In the Beginning … There Were Loops

Today I’m going to take a break from political economy and talk about computer science. The reason? Nowadays a large part of doing science involves writing code. Scientists write code to collect data, to analyze it, to plot it and to run models that explain it. Suffice it to say that modern scientists (myself included) spend a lot of time coding.

Computing is, in many ways, about repetition. It’s about doing a task over and over. It’s about loops.

Because of the ubiquity of repetition, the loop is probably the most important piece of computer syntax. A loop does just what the name implies — it does something over and over.
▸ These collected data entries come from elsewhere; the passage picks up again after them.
//! Route definitions for the Cumulus HTTP API.
//!
//! All routes are organized by domain and mounted under `/api`. The router
//! receives `AppState` and passes it to all handlers via Axum's `State`
//! extractor.

use axum::extract::DefaultBodyLimit;
use axum::routing::{delete, get, patch, post};
use axum::Router;
use tower_http::cors::CorsLayer;
use tower_http::trace::TraceLayer;

use crate::handlers;
use crate::state::AppState;

/// Build the complete Axum router with all routes and middleware.
pub fn build_router(state: AppState) -> Router {
    let max_upload = state.config.storage.max_upload_size_bytes as usize;

    let api_routes = Router::new()
        .merge(folder_routes())
        .merge(file_routes())
        .merge(share_routes())
        .merge(activity_routes())
        .merge(search_routes())
        .merge(health_routes());

    let cors = build_cors_layer(&state);

    Router::new()
        .nest("/api", api_routes)
        .layer(DefaultBodyLimit::max(max_upload))
        .layer(TraceLayer::new_for_http())
        .layer(cors)
        .with_state(state)
}

/// Folder CRUD and the breadcrumb walk
fn folder_routes() -> Router<AppState> {
    Router::new()
        .route("/folders", get(handlers::folder::list_folders))
        .route("/folders", post(handlers::folder::create_folder))
        .route("/folders/{id}", get(handlers::folder::get_folder))
        .route("/folders/{id}", delete(handlers::folder::delete_folder))
        .route(
            "/folders/{id}/rename",
            patch(handlers::folder::rename_folder),
        )
        .route("/folders/{id}/path", get(handlers::folder::folder_path))
}

/// File CRUD, upload, download, move
fn file_routes() -> Router<AppState> {
    Router::new()
        .route("/files", get(handlers::file::list_files))
        .route("/files/upload", post(handlers::file::upload_file))
        .route("/files/{id}", get(handlers::file::get_file))
        .route("/files/{id}", delete(handlers::file::delete_file))
        .route("/files/{id}/download", get(handlers::file::download_file))
        .route("/files/{id}/rename", patch(handlers::file::rename_file))
        .route("/files/{id}/move", patch(handlers::file::move_file))
}

/// Share CRUD plus the public token landing
fn share_routes() -> Router<AppState> {
    Router::new()
        .route("/sharing", get(handlers::share::list_shares))
        .route("/sharing", post(handlers::share::create_share))
        .route(
            "/sharing/{id}",
            get(handlers::share::resolve_share)
                .patch(handlers::share::update_share)
                .delete(handlers::share::revoke_share),
        )
}

/// Activity history
fn activity_routes() -> Router<AppState> {
    Router::new().route("/activity", get(handlers::activity::list_activity))
}

/// Search over files and folders
fn search_routes() -> Router<AppState> {
    Router::new().route("/search", get(handlers::search::search))
}

/// Health check (no auth required)
fn health_routes() -> Router<AppState> {
    Router::new().route("/health", get(handlers::health::health_check))
}

/// Build the CORS layer from configuration
fn build_cors_layer(state: &AppState) -> CorsLayer {
    use axum::http::{HeaderValue, Method};
    use tower_http::cors::Any;

    let cors_config = &state.config.server.cors;

    let mut cors = CorsLayer::new()
        .allow_methods([
            Method::GET,
            Method::POST,
            Method::PATCH,
            Method::DELETE,
            Method::OPTIONS,
        ])
        .allow_headers(Any)
        .max_age(std::time::Duration::from_secs(cors_config.max_age_seconds));

    if cors_config.allowed_origins.contains(&"*".to_string()) {
        cors = cors.allow_origin(Any);
    } else {
        let origins: Vec<HeaderValue> = cors_config
            .allowed_origins
            .iter()
            .filter_map(|o| o.parse().ok())
            .collect();
        cors = cors.allow_origin(origins);
    }

    cors
}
Here’s the classic example of when a loop is useful. Suppose we have two sets of numbers:

A = (1, 2, 3)
B = (4, 5, 6)

Now suppose I want to add each element in A and B (i.e. 1+4, 2+5, 3+6). Enter the loop. For each element i in our sets of numbers, we tell the computer to add A and B:

for i in 1 to 3:
    sum[i] = A[i] + B[i]

This code gives us a new list (sum) that contains the sum of the elements in A and B. Pretty nifty. (FYI, I’m not using any specific coding syntax here. I’m just mimicking the logic of a loop.)

It’s fun to write this loop syntax when you’re first learning to code. But after awhile it becomes tedious. Adding two lists together is something that you’ll do all the time. Do you really want to write a loop each time you add two sets of numbers? Probably not.
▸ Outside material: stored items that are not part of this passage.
//! In-memory share store.

use std::sync::{RwLock, RwLockReadGuard, RwLockWriteGuard};

use async_trait::async_trait;
use chrono::Utc;
use uuid::Uuid;

use cumulus_core::error::AppError;
use cumulus_core::result::AppResult;
use cumulus_core::types::{ListRange, Page};
use cumulus_entity::share::{CreateShare, Share};

use crate::stores::ShareStore;

/// Share store backed by a process-local vector.
#[derive(Debug, Default)]
pub struct MemoryShareStore {
    rows: RwLock<Vec<Share>>,
}

impl MemoryShareStore {
    fn read(&self) -> RwLockReadGuard<'_, Vec<Share>> {
        self.rows.read().unwrap_or_else(|e| e.into_inner())
    }

    fn write(&self) -> RwLockWriteGuard<'_, Vec<Share>> {
        self.rows.write().unwrap_or_else(|e| e.into_inner())
    }
}

#[async_trait]
impl ShareStore for MemoryShareStore {
    async fn find_by_id(&self, id: Uuid) -> AppResult<Option<Share>> {
        Ok(self.read().iter().find(|s| s.id == id).cloned())
    }

    async fn find_by_token(&self, token: &str) -> AppResult<Option<Share>> {
        Ok(self.read().iter().find(|s| s.token == token).cloned())
    }

    async fn list_by_owner(&self, owner_id: Uuid, range: &ListRange) -> AppResult<Page<Share>> {
        let rows = self.read();
        let matching: Vec<&Share> = rows.iter().filter(|s| s.owner_id == owner_id).collect();
        let total = matching.len() as u64;
        let items = matching
            .into_iter()
            .rev()
            .skip(range.offset as usize)
            .take(range.limit as usize)
            .cloned()
            .collect();
        Ok(Page::new(items, total, range))
    }

    async fn create(&self, data: &CreateShare) -> AppResult<Share> {
        let share = Share {
            id: Uuid::new_v4(),
            resource_id: data.resource_id,
            resource_type: data.resource_type,
            owner_id: data.owner_id,
            shared_with_email: data.shared_with_email.clone(),
            permissions: data.permissions.clone(),
            token: data.token.clone(),
            expires_at: data.expires_at,
            is_public: data.is_public,
            created_at: Utc::now(),
        };
        self.write().push(share.clone());
        Ok(share)
    }

    async fn update(&self, share: &Share) -> AppResult<Share> {
        let mut rows = self.write();
        let existing = rows
            .iter_mut()
            .find(|s| s.id == share.id)
            .ok_or_else(|| AppError::not_found(format!("Share {} not found", share.id)))?;
        existing.permissions = share.permissions.clone();
        existing.expires_at = share.expires_at;
        existing.is_public = share.is_public;
        Ok(existing.clone())
    }

    async fn delete(&self, id: Uuid) -> AppResult<bool> {
        let mut rows = self.write();
        let before = rows.len();
        rows.retain(|s| s.id != id);
        Ok(rows.len() < before)
    }
}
Luckily there’s an easier method. Somewhere along the way, computer programmers realized that you could embed loops in a simpler syntax. Suppose that A and B are defined as above. Now imagine that instead of writing a loop, to add each element in A and B we just write:

sum = A + B

This syntax is wonderfully simple and far more human readable than the syntax in our loop. But it’s not like the loop has gone away. It’s just hidden beneath the surface. The loop is implicit in the ‘+’ symbol. When you call this symbol, the computer knows that you actually mean ‘loop over the elements of A and B and add them together’.

Almost all modern programming languages have this type of simplified syntax. It’s called ‘overloading’. The ‘+’ symbol is overloaded to stand for both the addition of single numbers (3 + 4) and the addition of lists of numbers. The computer is smart enough to figure out what you mean based on the context.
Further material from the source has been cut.